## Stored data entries
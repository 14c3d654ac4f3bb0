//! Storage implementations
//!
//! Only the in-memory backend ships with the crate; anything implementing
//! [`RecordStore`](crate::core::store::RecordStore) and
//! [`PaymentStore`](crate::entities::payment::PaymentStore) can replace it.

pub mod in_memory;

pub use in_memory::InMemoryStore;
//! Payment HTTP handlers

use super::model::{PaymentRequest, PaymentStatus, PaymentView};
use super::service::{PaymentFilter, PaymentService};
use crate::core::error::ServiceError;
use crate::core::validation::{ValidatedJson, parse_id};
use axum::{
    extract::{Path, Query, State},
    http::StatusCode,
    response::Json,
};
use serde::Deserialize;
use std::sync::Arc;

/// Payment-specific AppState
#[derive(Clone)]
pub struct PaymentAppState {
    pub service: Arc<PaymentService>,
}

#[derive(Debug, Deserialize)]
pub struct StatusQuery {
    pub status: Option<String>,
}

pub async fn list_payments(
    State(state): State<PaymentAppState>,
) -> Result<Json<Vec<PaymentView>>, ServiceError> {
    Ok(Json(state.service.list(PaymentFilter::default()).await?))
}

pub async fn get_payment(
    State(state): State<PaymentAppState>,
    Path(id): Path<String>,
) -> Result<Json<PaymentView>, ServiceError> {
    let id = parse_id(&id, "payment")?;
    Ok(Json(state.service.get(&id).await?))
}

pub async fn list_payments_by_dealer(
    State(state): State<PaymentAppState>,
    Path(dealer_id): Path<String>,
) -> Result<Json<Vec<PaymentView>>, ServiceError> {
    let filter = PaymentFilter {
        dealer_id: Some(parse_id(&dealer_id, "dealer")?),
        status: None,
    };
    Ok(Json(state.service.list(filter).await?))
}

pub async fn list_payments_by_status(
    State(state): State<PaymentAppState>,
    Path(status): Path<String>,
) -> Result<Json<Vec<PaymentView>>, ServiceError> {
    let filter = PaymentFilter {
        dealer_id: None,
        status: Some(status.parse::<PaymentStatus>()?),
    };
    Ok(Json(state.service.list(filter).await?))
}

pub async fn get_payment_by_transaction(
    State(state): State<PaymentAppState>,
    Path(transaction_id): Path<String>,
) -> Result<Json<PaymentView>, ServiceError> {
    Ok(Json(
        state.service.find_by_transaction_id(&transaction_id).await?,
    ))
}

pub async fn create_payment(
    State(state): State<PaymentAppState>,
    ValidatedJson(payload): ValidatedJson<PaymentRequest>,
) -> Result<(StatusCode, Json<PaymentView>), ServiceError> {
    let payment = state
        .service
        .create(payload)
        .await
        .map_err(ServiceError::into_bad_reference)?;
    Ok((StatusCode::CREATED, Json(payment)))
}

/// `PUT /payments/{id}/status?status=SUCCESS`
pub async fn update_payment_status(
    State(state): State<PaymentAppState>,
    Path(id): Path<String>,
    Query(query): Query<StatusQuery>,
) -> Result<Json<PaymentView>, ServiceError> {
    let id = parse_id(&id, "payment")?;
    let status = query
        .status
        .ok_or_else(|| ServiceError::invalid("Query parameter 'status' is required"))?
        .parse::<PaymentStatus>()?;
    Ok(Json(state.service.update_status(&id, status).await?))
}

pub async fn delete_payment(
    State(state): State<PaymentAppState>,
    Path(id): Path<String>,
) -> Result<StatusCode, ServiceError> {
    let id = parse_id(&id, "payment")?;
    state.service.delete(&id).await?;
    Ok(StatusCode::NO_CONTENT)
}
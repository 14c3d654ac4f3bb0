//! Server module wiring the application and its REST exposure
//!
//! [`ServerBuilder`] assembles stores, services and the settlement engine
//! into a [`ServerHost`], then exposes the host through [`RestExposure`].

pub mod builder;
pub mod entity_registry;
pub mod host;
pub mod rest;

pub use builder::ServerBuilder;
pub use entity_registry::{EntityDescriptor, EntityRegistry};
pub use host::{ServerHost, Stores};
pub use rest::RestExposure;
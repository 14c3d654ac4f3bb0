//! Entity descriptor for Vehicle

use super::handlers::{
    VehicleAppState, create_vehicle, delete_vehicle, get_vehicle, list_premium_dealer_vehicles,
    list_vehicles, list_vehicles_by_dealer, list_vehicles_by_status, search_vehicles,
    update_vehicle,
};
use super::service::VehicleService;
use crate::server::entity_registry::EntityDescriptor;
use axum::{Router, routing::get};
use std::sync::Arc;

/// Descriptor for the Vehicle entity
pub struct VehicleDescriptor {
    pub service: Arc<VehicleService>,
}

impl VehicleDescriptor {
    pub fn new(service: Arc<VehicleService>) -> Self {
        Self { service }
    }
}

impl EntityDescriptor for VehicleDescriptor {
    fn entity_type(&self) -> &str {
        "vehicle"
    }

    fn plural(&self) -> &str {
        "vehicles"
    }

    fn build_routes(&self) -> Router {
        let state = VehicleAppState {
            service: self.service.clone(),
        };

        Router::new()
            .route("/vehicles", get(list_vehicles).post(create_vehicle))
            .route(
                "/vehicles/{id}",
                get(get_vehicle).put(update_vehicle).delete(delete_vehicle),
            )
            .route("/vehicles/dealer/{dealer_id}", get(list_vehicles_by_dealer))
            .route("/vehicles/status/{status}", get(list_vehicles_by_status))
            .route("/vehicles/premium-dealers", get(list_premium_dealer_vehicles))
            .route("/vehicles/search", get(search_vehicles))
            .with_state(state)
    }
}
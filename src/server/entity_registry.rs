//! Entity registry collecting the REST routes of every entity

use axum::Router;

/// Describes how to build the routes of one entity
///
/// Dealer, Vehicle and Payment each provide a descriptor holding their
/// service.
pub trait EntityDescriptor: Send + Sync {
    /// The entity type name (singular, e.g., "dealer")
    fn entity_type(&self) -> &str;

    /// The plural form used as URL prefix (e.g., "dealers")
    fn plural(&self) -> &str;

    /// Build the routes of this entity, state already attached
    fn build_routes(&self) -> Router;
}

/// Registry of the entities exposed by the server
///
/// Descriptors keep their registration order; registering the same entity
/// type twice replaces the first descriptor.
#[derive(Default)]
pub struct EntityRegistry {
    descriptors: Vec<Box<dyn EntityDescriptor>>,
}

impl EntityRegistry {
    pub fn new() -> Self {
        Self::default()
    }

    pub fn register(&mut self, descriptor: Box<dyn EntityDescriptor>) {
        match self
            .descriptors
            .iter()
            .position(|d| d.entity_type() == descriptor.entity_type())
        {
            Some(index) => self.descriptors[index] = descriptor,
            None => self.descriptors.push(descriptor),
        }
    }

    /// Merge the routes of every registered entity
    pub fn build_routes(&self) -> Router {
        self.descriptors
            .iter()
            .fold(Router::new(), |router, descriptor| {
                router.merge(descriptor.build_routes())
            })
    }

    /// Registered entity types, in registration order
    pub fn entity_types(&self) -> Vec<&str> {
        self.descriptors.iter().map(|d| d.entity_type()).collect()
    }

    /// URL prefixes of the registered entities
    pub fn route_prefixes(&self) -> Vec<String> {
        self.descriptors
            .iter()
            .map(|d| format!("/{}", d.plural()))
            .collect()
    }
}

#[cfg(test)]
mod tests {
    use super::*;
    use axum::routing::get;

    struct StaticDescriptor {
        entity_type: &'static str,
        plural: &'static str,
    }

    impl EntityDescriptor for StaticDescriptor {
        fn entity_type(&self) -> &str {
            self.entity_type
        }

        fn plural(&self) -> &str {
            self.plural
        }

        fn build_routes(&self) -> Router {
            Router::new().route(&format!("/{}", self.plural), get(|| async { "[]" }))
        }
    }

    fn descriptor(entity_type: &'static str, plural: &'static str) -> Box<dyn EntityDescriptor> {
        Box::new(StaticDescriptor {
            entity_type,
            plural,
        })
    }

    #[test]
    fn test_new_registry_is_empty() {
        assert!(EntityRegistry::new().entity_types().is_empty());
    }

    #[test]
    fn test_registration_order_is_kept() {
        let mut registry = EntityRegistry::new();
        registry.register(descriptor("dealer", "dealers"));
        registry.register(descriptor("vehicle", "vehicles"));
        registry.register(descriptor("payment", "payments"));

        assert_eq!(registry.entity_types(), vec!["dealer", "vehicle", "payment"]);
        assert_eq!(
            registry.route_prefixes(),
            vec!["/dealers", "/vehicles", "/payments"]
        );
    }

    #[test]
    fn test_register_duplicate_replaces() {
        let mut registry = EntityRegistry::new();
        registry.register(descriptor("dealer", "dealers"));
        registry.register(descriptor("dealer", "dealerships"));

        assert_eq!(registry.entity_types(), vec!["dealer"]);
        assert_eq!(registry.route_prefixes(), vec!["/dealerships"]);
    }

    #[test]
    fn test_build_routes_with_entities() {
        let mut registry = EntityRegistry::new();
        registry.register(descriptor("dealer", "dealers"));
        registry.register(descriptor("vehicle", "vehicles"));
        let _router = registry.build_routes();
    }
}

## WHAT THE TASK ASKS
The count of lines above that contain "StaticDescriptor" is all that should be given.

## OUTPUT
3